Stored items:
//! Action handlers — one per action kind.
//!
//! Each handler is constructed with exactly the collaborators it needs.
//! [`default_handler_set`] wires the full set; registration covers every
//! [`scribe_core::ActionKind`] variant, which the chain's validation pass
//! relies on for total dispatch.

mod ai_call;
mod cleanup_content;
mod copy_to_clipboard;
mod create_file;
mod execute_command;
mod insert_text;
mod open_file;
mod open_link;
mod update_properties;
mod util;

use std::sync::Arc;

use scribe_settings::AiSettings;

pub use ai_call::AiCallHandler;
pub use cleanup_content::CleanupContentHandler;
pub use copy_to_clipboard::CopyToClipboardHandler;
pub use create_file::CreateFileHandler;
pub use execute_command::ExecuteCommandHandler;
pub use insert_text::InsertTextHandler;
pub use open_file::OpenFileHandler;
pub use open_link::OpenLinkHandler;
pub use update_properties::UpdatePropertiesHandler;

use crate::chain::HandlerSet;
use crate::template::TemplateEngine;
use crate::traits::Collaborators;

/// Wire one handler per action kind over the given collaborators.
pub fn default_handler_set(collaborators: &Collaborators, ai: AiSettings) -> HandlerSet {
    let engine = Arc::new(TemplateEngine::new(
        collaborators.vault.clone(),
        collaborators.clipboard.clone(),
        collaborators.editor.clone(),
        collaborators.macros.clone(),
    ));

    let mut set = HandlerSet::new();
    set.register(Arc::new(CreateFileHandler::new(
        collaborators.vault.clone(),
        engine.clone(),
    )));
    set.register(Arc::new(InsertTextHandler::new(
        collaborators.vault.clone(),
        engine.clone(),
    )));
    set.register(Arc::new(UpdatePropertiesHandler::new(
        collaborators.vault.clone(),
        engine.clone(),
    )));
    set.register(Arc::new(AiCallHandler::new(
        collaborators.chat.clone(),
        collaborators.vault.clone(),
        engine.clone(),
        collaborators.notifier.clone(),
        ai,
    )));
    set.register(Arc::new(ExecuteCommandHandler::new(
        collaborators.commands.clone(),
        engine.clone(),
    )));
    set.register(Arc::new(CleanupContentHandler::new(
        collaborators.vault.clone(),
        engine.clone(),
    )));
    set.register(Arc::new(CopyToClipboardHandler::new(
        collaborators.clipboard.clone(),
        engine.clone(),
        collaborators.notifier.clone(),
    )));
    set.register(Arc::new(OpenFileHandler::new(
        collaborators.editor.clone(),
        collaborators.vault.clone(),
        engine.clone(),
    )));
    set.register(Arc::new(OpenLinkHandler::new(
        collaborators.editor.clone(),
        engine,
    )));
    set
}
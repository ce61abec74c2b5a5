//! Placeholder span scanner.
//!
//! Splits text into literal runs and `{{@...}}` expression bodies. The
//! close token is located by a small explicit-state machine (normal,
//! in-string, after-escape) so a `}}` sequence inside a quoted string
//! inside the expression body does not terminate the placeholder.
//!
//! The scanner only finds spans; resolving a body to a value is the
//! resolver's job.

/// Start token of a placeholder.
const OPEN: &str = "{{@";
/// Close token of a placeholder.
const CLOSE: &str = "}}";

/// One scanned piece of the input text.
#[derive(Clone, Debug, PartialEq, Eq)]
pub enum Segment<'a> {
    /// Text emitted verbatim.
    Literal(&'a str),
    /// The body between `{{@` and its matching `}}`.
    Expression(&'a str),
}

/// Scanner state while searching for the matching close token.
enum State {
    Normal,
    InString,
    AfterEscape { in_string: bool },
}

/// Split text into literal and expression segments.
///
/// An open token with no matching close is lenient: the remaining text is
/// returned as one literal segment.
pub fn scan(text: &str) -> Vec<Segment<'_>> {
    let mut segments = Vec::new();
    let mut cursor = 0;

    while cursor < text.len() {
        let Some(open_offset) = text[cursor..].find(OPEN) else {
            segments.push(Segment::Literal(&text[cursor..]));
            break;
        };
        let open_at = cursor + open_offset;
        if open_at > cursor {
            segments.push(Segment::Literal(&text[cursor..open_at]));
        }

        let body_start = open_at + OPEN.len();
        match find_close(text, body_start) {
            Some(close_at) => {
                segments.push(Segment::Expression(&text[body_start..close_at]));
                cursor = close_at + CLOSE.len();
            }
            None => {
                segments.push(Segment::Literal(&text[open_at..]));
                break;
            }
        }
    }

    segments
}

/// Find the byte offset of the matching `}}` for a body starting at
/// `body_start`, honoring quoted strings and backslash escapes.
fn find_close(text: &str, body_start: usize) -> Option<usize> {
    let mut state = State::Normal;
    let mut chars = text[body_start..].char_indices().peekable();

    while let Some((offset, ch)) = chars.next() {
        match state {
            State::AfterEscape { in_string } => {
                state = if in_string {
                    State::InString
                } else {
                    State::Normal
                };
            }
            State::InString => match ch {
                '\\' => state = State::AfterEscape { in_string: true },
                '"' => state = State::Normal,
                _ => {}
            },
            State::Normal => match ch {
                '\\' => state = State::AfterEscape { in_string: false },
                '"' => state = State::InString,
                '}' if chars.peek().is_some_and(|(_, next)| *next == '}') => {
                    return Some(body_start + offset);
                }
                _ => {}
            },
        }
    }

    None
}
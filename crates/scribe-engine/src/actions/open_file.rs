//! `openFile` handler — opens a vault document in the host editor.

use std::sync::Arc;

use async_trait::async_trait;
use scribe_core::{ActionKind, FormAction};
use tracing::debug;

use crate::chain::ActionHandler;
use crate::context::ExecutionContext;
use crate::errors::EngineError;
use crate::template::TemplateEngine;
use crate::traits::{EditorOps, VaultOps};

use super::util::resolve_note_path;

/// Opens a document in the editor.
pub struct OpenFileHandler {
    editor: Arc<dyn EditorOps>,
    vault: Arc<dyn VaultOps>,
    engine: Arc<TemplateEngine>,
}

impl OpenFileHandler {
    /// Create a handler over the given editor and vault.
    pub fn new(
        editor: Arc<dyn EditorOps>,
        vault: Arc<dyn VaultOps>,
        engine: Arc<TemplateEngine>,
    ) -> Self {
        Self {
            editor,
            vault,
            engine,
        }
    }
}

#[async_trait]
impl ActionHandler for OpenFileHandler {
    fn accepts(&self, action: &FormAction) -> bool {
        matches!(action.kind, ActionKind::OpenFile { .. })
    }

    fn validate(&self, action: &FormAction) -> Vec<String> {
        let ActionKind::OpenFile { path } = &action.kind else {
            return Vec::new();
        };
        if path.trim().is_empty() {
            vec!["path is empty".to_string()]
        } else {
            Vec::new()
        }
    }

    async fn run(
        &self,
        action: &FormAction,
        ctx: &mut ExecutionContext,
    ) -> Result<(), EngineError> {
        let ActionKind::OpenFile { path } = &action.kind else {
            return Ok(());
        };

        let resolved = resolve_note_path(&self.engine, &self.vault, ctx, path).await?;
        debug!(path = %resolved, "opening file");
        self.editor.open_file(&resolved).await?;
        Ok(())
    }
}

■ Exercise prompt
The required answer is the exact run of lines above starting at the line with "segments.push(Segment::Expression(&text[body_start..close_at]));" and ending at the line with "state = if in_string", with both ends present.

■ Reply
                segments.push(Segment::Expression(&text[body_start..close_at]));
                cursor = close_at + CLOSE.len();
            }
            None => {
                segments.push(Segment::Literal(&text[open_at..]));
                break;
            }
        }
    }

    segments
}

/// Find the byte offset of the matching `}}` for a body starting at
/// `body_start`, honoring quoted strings and backslash escapes.
fn find_close(text: &str, body_start: usize) -> Option<usize> {
    let mut state = State::Normal;
    let mut chars = text[body_start..].char_indices().peekable();

    while let Some((offset, ch)) = chars.next() {
        match state {
            State::AfterEscape { in_string } => {
                state = if in_string {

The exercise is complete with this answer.